Estonian art historian (1918–2021)

Heini Paas (6 October 1918 – 26 September 2021) was an Estonian art historian.

==Personal life and education==
Heini Rosilda Paas was born on 6 October 1918 in Mõniste Parish in Võru County. She was from a farming family.

She attended Mõniste primary school followed by Valga Common Gymnasium and left in 1938. She attended the University of Tartu from 1938 until 1945, studying art history as her major subject in the Faculty of Philosophy. Voldemar Vaga was among the lecturers. In 1968, after working under the supervision of Voldemar Vaga, she was awarded a candidate's degree for her dissertation on the work of the sculptor Ferdi Sannamees.

Paas turned 100 in October 2018 and died in September 2021, at the age of 102.

==Career and research==
Paas undertook research into the history of Estonian sculpture. She curated sculpture exhibitions, researching and writing the exhibition catalogues. She also catalogued the sculpture collection of the Estonian Art Museum.

After graduating, although her degree was not formally awarded until 1948, Paas worked as a laboratory assistant in the Department of Art History at the University of Tartu from 1945 until 1950. She then worked as a bibliographer at the Tallinn Central Library. From 1958 she was the custodian of the sculpture collection at the Estonian Art Museum. She was appointed head of the Sculpture Department in 1978. She retired in October 1985.

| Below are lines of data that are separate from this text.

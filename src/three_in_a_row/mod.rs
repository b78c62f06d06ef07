//! Three-in-a-row on a 3×3 board.
//!
//! The smallest engine: two sides alternate marking empty cells; three
//! marks in a line win, nine moves without a line is a draw. The win
//! check only scans the lines through the cell just placed.

use serde::{Deserialize, Serialize};

use crate::core::{Coord, Engine, GameResult, Grid, Side};

/// Cell contents.
#[derive(Clone, Copy, Debug, Default, PartialEq, Eq, Serialize, Deserialize)]
pub enum Cell {
    #[default]
    Empty,
    White,
    Black,
}

impl Cell {
    const fn of(side: Side) -> Self {
        match side {
            Side::White => Cell::White,
            Side::Black => Cell::Black,
        }
    }
}

/// A proposed placement.
#[derive(Clone, Copy, Debug, PartialEq, Eq, Serialize, Deserialize)]
pub struct CellMove {
    pub row: usize,
    pub col: usize,
}

/// Read-only state snapshot.
#[derive(Clone, Debug, PartialEq, Eq, Serialize, Deserialize)]
pub struct ThreeInARowSnapshot {
    /// 3×3 board, row-major.
    pub board: Vec<Vec<Cell>>,
    /// Side to move.
    pub active_side: Side,
    /// Terminal outcome, if any.
    pub result: Option<GameResult>,
    /// Successful moves so far (9 = board full).
    pub move_count: u32,
}

/// Three-in-a-row engine state.
#[derive(Clone, Debug)]
pub struct ThreeInARow {
    board: Grid<Cell, 3, 3>,
    active_side: Side,
    result: Option<GameResult>,
    move_count: u32,
}

impl ThreeInARow {
    /// Create a game with an empty board; White moves first.
    #[must_use]
    pub fn new() -> Self {
        Self {
            board: Grid::new(),
            active_side: Side::White,
            result: None,
            move_count: 0,
        }
    }

    /// Side to move.
    #[must_use]
    pub fn active_side(&self) -> Side {
        self.active_side
    }

    /// Whether the three lines through `at` contain a win for `side`.
    fn wins_through(&self, at: Coord, side: Side) -> bool {
        let mark = Cell::of(side);
        let cell = |r: usize, c: usize| self.board.get(Coord::new(r, c));

        if (0..3).all(|c| cell(at.row, c) == mark) {
            return true;
        }
        if (0..3).all(|r| cell(r, at.col) == mark) {
            return true;
        }
        // Diagonals only matter when the placed cell lies on one.
        if at.row == at.col && (0..3).all(|i| cell(i, i) == mark) {
            return true;
        }
        if at.row + at.col == 2 && (0..3).all(|i| cell(i, 2 - i) == mark) {
            return true;
        }
        false
    }
}

impl Default for ThreeInARow {
    fn default() -> Self {
        Self::new()
    }
}

impl Engine for ThreeInARow {
    type Move = CellMove;
    type Snapshot = ThreeInARowSnapshot;

    fn apply(&mut self, mv: CellMove) -> bool {
        if self.result.is_some() {
            return false;
        }
        let at = Coord::new(mv.row, mv.col);
        if !self.board.in_bounds(at) || self.board.get(at) != Cell::Empty {
            return false;
        }

        let side = self.active_side;
        self.board.set(at, Cell::of(side));
        self.move_count += 1;

        if self.wins_through(at, side) {
            self.result = Some(GameResult::Winner(side));
        } else if self.move_count == 9 {
            self.result = Some(GameResult::Draw);
        } else {
            self.active_side = side.opponent();
        }
        true
    }

    fn snapshot(&self) -> ThreeInARowSnapshot {
        ThreeInARowSnapshot {
            board: self.board.rows(),
            active_side: self.active_side,
            result: self.result,
            move_count: self.move_count,
        }
    }

    fn result(&self) -> Option<GameResult> {
        self.result
    }
}
//! Core engine types: boards, sides, results, RNG, snapshot errors.
//!
//! This module contains the building blocks shared by every game engine.
//! Engines own their state and rules; nothing here is game-specific.

pub mod board;
pub mod engine;
pub mod rng;
pub mod snapshot;

pub use board::{Coord, Grid};
pub use engine::{Engine, GameResult, Side};
pub use rng::{GameRng, GameRngState};
pub use snapshot::SnapshotError;
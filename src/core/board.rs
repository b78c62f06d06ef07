//! Fixed-dimension board grid shared by all engines.
//!
//! Boards differ in shape and cell semantics per engine (3×3, 8×8, 4×4,
//! 10×20), so dimensions are const parameters and cell types are
//! engine-defined tags. Dimensions are fixed for the lifetime of a game
//! instance; only cell contents change.

use serde::{Deserialize, Serialize};

/// A board coordinate: `row` first, then `col`, both 0-based.
#[derive(Clone, Copy, Debug, PartialEq, Eq, Hash, Serialize, Deserialize)]
pub struct Coord {
    pub row: usize,
    pub col: usize,
}

impl Coord {
    /// Create a coordinate.
    #[must_use]
    pub const fn new(row: usize, col: usize) -> Self {
        Self { row, col }
    }

    /// Offset this coordinate by a signed delta.
    ///
    /// Returns `None` if the result would leave the `H`×`W` board.
    #[must_use]
    pub fn offset<const W: usize, const H: usize>(self, dr: i32, dc: i32) -> Option<Self> {
        let row = self.row as i32 + dr;
        let col = self.col as i32 + dc;
        if row < 0 || col < 0 || row >= H as i32 || col >= W as i32 {
            return None;
        }
        Some(Self::new(row as usize, col as usize))
    }
}

impl std::fmt::Display for Coord {
    fn fmt(&self, f: &mut std::fmt::Formatter<'_>) -> std::fmt::Result {
        write!(f, "({}, {})", self.row, self.col)
    }
}

/// Fixed `W`×`H` grid of cell tags, stored row-major.
#[derive(Clone, Debug, PartialEq, Eq)]
pub struct Grid<T, const W: usize, const H: usize> {
    cells: [[T; W]; H],
}

impl<T: Copy + Default, const W: usize, const H: usize> Grid<T, W, H> {
    /// Create a grid with every cell set to `T::default()`.
    #[must_use]
    pub fn new() -> Self {
        Self {
            cells: [[T::default(); W]; H],
        }
    }

    /// Board width in columns.
    #[must_use]
    pub const fn width(&self) -> usize {
        W
    }

    /// Board height in rows.
    #[must_use]
    pub const fn height(&self) -> usize {
        H
    }

    /// Check whether a coordinate lies on the board.
    #[must_use]
    pub const fn in_bounds(&self, at: Coord) -> bool {
        at.row < H && at.col < W
    }

    /// Read a cell.
    #[must_use]
    pub fn get(&self, at: Coord) -> T {
        self.cells[at.row][at.col]
    }

    /// Write a cell.
    pub fn set(&mut self, at: Coord, value: T) {
        self.cells[at.row][at.col] = value;
    }

    /// Iterate over every coordinate in row-major order.
    pub fn coords(&self) -> impl Iterator<Item = Coord> {
        (0..H).flat_map(|row| (0..W).map(move |col| Coord::new(row, col)))
    }

    /// Export the grid as nested rows for a snapshot.
    #[must_use]
    pub fn rows(&self) -> Vec<Vec<T>> {
        self.cells.iter().map(|row| row.to_vec()).collect()
    }

    /// Rebuild a grid from snapshot rows.
    ///
    /// Returns `None` if the row or column counts do not match `H`×`W`.
    #[must_use]
    pub fn from_rows(rows: &[Vec<T>]) -> Option<Self> {
        if rows.len() != H || rows.iter().any(|row| row.len() != W) {
            return None;
        }
        let mut grid = Self::new();
        for (r, row) in rows.iter().enumerate() {
            for (c, &value) in row.iter().enumerate() {
                grid.cells[r][c] = value;
            }
        }
        Some(grid)
    }
}

impl<T: Copy + Default, const W: usize, const H: usize> Default for Grid<T, W, H> {
    fn default() -> Self {
        Self::new()
    }
}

In 1968, Paas became a member of the Estonian Artists' Union, and was also a member of the Estonian Museum Association.

==Publications==
Paas wrote over 20 monographs on sculptors and articles on the history of Estonian art that were published by the Estonian Academy of Sciences. These include:
- Eesti NSV Riiklik Kunstimuuseum. // Eesti NSV muuseumid. (Estonian SSR State Art Museum. // Museums of the Estonian SSR.) Tallinn 1961
- Ferdi Sannamees 1895–1963, Tallinn, Kunst, 1974
- Eesti NSV Kunstimuuseumi ajaloost Muuseumi rajamisest ja tegevusest 1919–1940. (On the history of the Estonian SSR Art Museum about the establishment and activities of the museum between 1919 and 1940.) // Tallinn 1980
- Jaan Koort 1883–1983, Tallinn, 1983
- Herman Halliste 1900–1973, Tallinn Kunst, 1985
- Juhan Raudsepp 100: 10. XVII 1896 - 15. XII 1984 [exhibition catalog]. Tallinn, Estonian Art Museum, 1996
- August Weizenberg 1837–1921, Tallinn, Kunst, 1999
- Amandus Adamson 1855–1929, Tallinn, Estonian Art Museum, 2006

==Awards==
In 1983 she was awarded the Annual Prize in the Art Scholars Section of the Estonian Artists' Union for her book "Jaan Koort 1883–1983".